The Biden administration is “leaning toward” terminating the deeply flawed Stephen Miller order that’s used the pandemic as an excuse to quickly deport asylum-seekers in violation of their rights, Reuters reported on Wednesday.
One official “familiar with the matter” said a decision could come within weeks, according to the report. But there were also reports back in June 2021 that the administration was considering phasing out Title 42 by the end of that summer. Now, in March 2022, Title 42 is still here and still inflicting harm.
“We've been calling on @POTUS to end Title 42 for months,” tweeted Rep. Ayanna Pressley. She’s long noted harms that anti-asylum policy has inflicted on Black asylum-seekers in particular. “It's long past time to #EndTitle42, halt these abhorrent & racist deportations, and build a more just & equitable immigration system.”
“Title 42 was created by Stephen Miller and weaponized to shut down our asylum system for two years—with no legitimate public health justification,” tweeted former 2020 presidential candidate Julián Castro. That’s absolutely right, following the Nov. release of CDC testimony revealing it was never about public health, it was about kicking out asylum-seekers. “The Biden administration must end it immediately.”
The Reuters report comes just days after two courts issued conflicting rulings on the policy, including one decision from a right-wing judge appointed by the previous administration. That cruel order said that children who arrived to the U.S. without their parents could no longer be exempt from the policy, as the Biden administration has been doing. The other ruling, from the D.C. Circuit Court of Appeals, told the administration could not deport families “who may face persecution or torture once expelled,” organizations including the American Civil Liberties Union said.
These conflicting rulings could mean that continuing the policy “may soon become untenable for the federal government,” American Immigration Council Policy Counsel Aaron Reichlin-Melnick writes.
“If the Biden administration is forced to apply Title 42 to unaccompanied children, the consequences would be dire,” he continued. “Children fleeing from sexual abuse, gender-based violence, persecution, or other harms would be turned around at the border and flown right back to the countries they left. And it would unwind one of the only remaining humanitarian protections left at the border for some of the most vulnerable individuals.” He said that “rather than forcing children back to danger under a court order, the CDC should end Title 42 entirely,” and “work to establish a safe and orderly asylum process at our southern border.”

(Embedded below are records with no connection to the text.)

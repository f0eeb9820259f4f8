use anyhow::Context;
use serde::Deserialize;
use sha1::{Digest, Sha1};

/// A single file inside a torrent. `path` is the joined relative path, the
/// way trackers render it (`dir/sub/file.mkv`).
#[derive(Debug, Clone, PartialEq, Eq)]
pub struct MetaFile {
    pub path: String,
    pub length: u64,
}

/// Decoded `.torrent` metadata. Only the fields the service needs survive
/// decoding: identity, name, trackers and the file table.
#[derive(Debug, Clone)]
pub struct Metainfo {
    /// 40 lowercase hex chars, `sha1(bencode(info))`.
    pub info_hash: String,
    pub name: String,
    pub trackers: Vec<String>,
    files: Vec<MetaFile>,
    single_file: bool,
}

#[derive(Debug, Deserialize)]
struct RawTorrent {
    info: RawInfo,
    announce: Option<String>,
    #[serde(rename = "announce-list")]
    announce_list: Option<Vec<Vec<String>>>,
}

#[derive(Debug, Deserialize)]
struct RawInfo {
    name: String,
    length: Option<u64>,
    files: Option<Vec<RawFile>>,
}

#[derive(Debug, Deserialize)]
struct RawFile {
    length: u64,
    path: Vec<String>,
}

impl Metainfo {
    pub fn from_bytes(bytes: &[u8]) -> anyhow::Result<Self> {
        let raw: RawTorrent =
            serde_bencode::from_bytes(bytes).context("decode torrent metainfo")?;
        let info_span = info_dict_span(bytes).context("locate info dictionary")?;
        let mut hasher = Sha1::new();
        hasher.update(info_span);
        let info_hash = hex::encode(hasher.finalize());

        let mut trackers = Vec::new();
        if let Some(announce) = raw.announce {
            trackers.push(announce);
        }
        for tier in raw.announce_list.unwrap_or_default() {
            for tracker in tier {
                if !trackers.contains(&tracker) {
                    trackers.push(tracker);
                }
            }
        }

        let single_file = raw.info.files.is_none();
        let files = match raw.info.files {
            Some(files) => files
                .into_iter()
                .map(|f| MetaFile {
                    path: f.path.join("/"),
                    length: f.length,
                })
                .collect(),
            None => vec![MetaFile {
                path: raw.info.name.clone(),
                length: raw.info.length.unwrap_or(0),
            }],
        };

        Ok(Self {
            info_hash,
            name: raw.info.name,
            trackers,
            files,
            single_file,
        })
    }

    /// True when the torrent carries exactly one file (no `files` table).
    pub fn is_single_file(&self) -> bool {
        self.single_file
    }

    pub fn files(&self) -> &[MetaFile] {
        &self.files
    }

    pub fn total_size(&self) -> u64 {
        self.files.iter().map(|f| f.length).sum()
    }

    /// 1-based index of the largest file.
    pub fn largest_file_index(&self) -> usize {
        self.files
            .iter()
            .enumerate()
            .max_by_key(|(_, f)| f.length)
            .map(|(i, _)| i + 1)
            .unwrap_or(1)
    }
}

/// Returns the exact byte span of the `info` value inside a bencoded torrent.
///
/// The hash must be computed over the bytes as they appear on the wire;
/// re-encoding a decoded structure would lose unknown fields and ordering.
fn info_dict_span(buf: &[u8]) -> anyhow::Result<&[u8]> {
    anyhow::ensure!(buf.first() == Some(&b'd'), "torrent is not a dictionary");
    let mut pos = 1;
    while pos < buf.len() && buf[pos] != b'e' {
        let (key, key_end) = read_string(buf, pos)?;
        let value_end = skip_value(buf, key_end)?;
        if key == b"info" {
            return Ok(&buf[key_end..value_end]);
        }
        pos = value_end;
    }
    anyhow::bail!("torrent has no info dictionary")
}

fn read_string(buf: &[u8], pos: usize) -> anyhow::Result<(&[u8], usize)> {
    let colon = buf[pos..]
        .iter()
        .position(|&b| b == b':')
        .map(|i| pos + i)
        .context("string length delimiter not found")?;
    let len: usize = std::str::from_utf8(&buf[pos..colon])?
        .parse()
        .context("invalid string length")?;
    let end = colon + 1 + len;
    anyhow::ensure!(end <= buf.len(), "string runs past end of input");
    Ok((&buf[colon + 1..end], end))
}

fn skip_value(buf: &[u8], pos: usize) -> anyhow::Result<usize> {
    match buf.get(pos) {
        Some(b'i') => {
            let end = buf[pos..]
                .iter()
                .position(|&b| b == b'e')
                .map(|i| pos + i)
                .context("unterminated integer")?;
            Ok(end + 1)
        }
        Some(b'l') | Some(b'd') => {
            let mut cursor = pos + 1;
            while *buf.get(cursor).context("unterminated container")? != b'e' {
                cursor = skip_value(buf, cursor)?;
            }
            Ok(cursor + 1)
        }
        Some(b'0'..=b'9') => {
            let (_, end) = read_string(buf, pos)?;
            Ok(end)
        }
        _ => anyhow::bail!("unexpected byte in bencode stream"),
    }
}

#[cfg(test)]
mod tests {
    use super::*;

    fn multi_file_torrent() -> Vec<u8> {
        // Two files under "Show.S01", plus announce and an announce-list tier.
        let info = b"d5:filesld6:lengthi700e4:pathl10:S01E01.mkveed6:lengthi900e4:pathl10:S01E02.mkveee4:name8:Show.S0112:piece lengthi16384e6:pieces20:aaaaaaaaaaaaaaaaaaaae";
        let mut torrent = Vec::new();
        torrent.extend_from_slice(b"d8:announce17:udp://tracker/one13:announce-listll17:udp://tracker/one17:udp://tracker/twoee4:info");
        torrent.extend_from_slice(info);
        torrent.push(b'e');
        torrent
    }

    #[test]
    fn decodes_multi_file_torrent() {
        let bytes = multi_file_torrent();
        let meta = Metainfo::from_bytes(&bytes).unwrap();
        assert_eq!(meta.name, "Show.S01");
        assert!(!meta.is_single_file());
        assert_eq!(
            meta.files(),
            &[
                MetaFile {
                    path: "S01E01.mkv".into(),
                    length: 700
                },
                MetaFile {
                    path: "S01E02.mkv".into(),
                    length: 900
                },
            ]
        );
        assert_eq!(meta.largest_file_index(), 2);
        assert_eq!(meta.total_size(), 1600);
        // Trackers deduplicate across announce and announce-list.
        assert_eq!(
            meta.trackers,
            vec!["udp://tracker/one", "udp://tracker/two"]
        );
    }

    #[test]
    fn info_hash_covers_exact_info_span() {
        let bytes = multi_file_torrent();
        let meta = Metainfo::from_bytes(&bytes).unwrap();

        let start = bytes.windows(7).position(|w| w == b"4:infod").unwrap() + 6;
        let end = bytes.len() - 1;
        let mut hasher = Sha1::new();
        hasher.update(&bytes[start..end]);
        let expected = hex::encode(hasher.finalize());

        assert_eq!(meta.info_hash, expected);
        assert_eq!(meta.info_hash.len(), 40);
        assert_eq!(meta.info_hash, meta.info_hash.to_lowercase());
    }

    #[test]
    fn decodes_single_file_torrent() {
        let bytes = b"d8:announce17:udp://tracker/one4:infod6:lengthi5000e4:name9:Movie.mkv12:piece lengthi16384e6:pieces20:aaaaaaaaaaaaaaaaaaaaee";
        let meta = Metainfo::from_bytes(bytes).unwrap();
        assert!(meta.is_single_file());
        assert_eq!(meta.files().len(), 1);
        assert_eq!(meta.files()[0].path, "Movie.mkv");
        assert_eq!(meta.files()[0].length, 5000);
    }

    #[test]
    fn rejects_garbage() {
        assert!(Metainfo::from_bytes(b"not a torrent").is_err());
        assert!(Metainfo::from_bytes(b"d4:spam4:eggse").is_err());
    }
}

The Reuters report also came as Democratic senators joined advocates on a press call Thursday continuing to urge the Biden administration to end the Miller policy, once and for all. Schumer and Menendez, along with Cory Booker and Alex Padilla, also recently released a joint statement urging an end to the policy:
There is the reality that should the Biden administration end the policy, let’s say this Friday, Republicans will sue. Legal experts have already noted how Republicans, like the very corrupt Texas attorney general Ken Paxton, have used the anti-immigrant judicial pipeline to get rulings in their favor (like the one seeking to deport asylum-seeking children).
Reuters reports ending the policy “could provoke backlash from Republicans.” To which I respond: Who the fuck cares? Why do we always live in fear about what Republicans will say when they already say the worst anyway?
Recall that Congressional Republicans united with an anti-immigrant hate group to declare an “immigration crisis” from the very start of the president’s administration even as he kept Title 42 in place. So the fear is that Republicans will criticize an end to Title 42 … even as they’ve spent the last year pretending it hasn’t been in place? Fight for vulnerable people, do the right and just thing, and let them fucking sue if they want. But at least be on the record as having tried to protect families in the first place.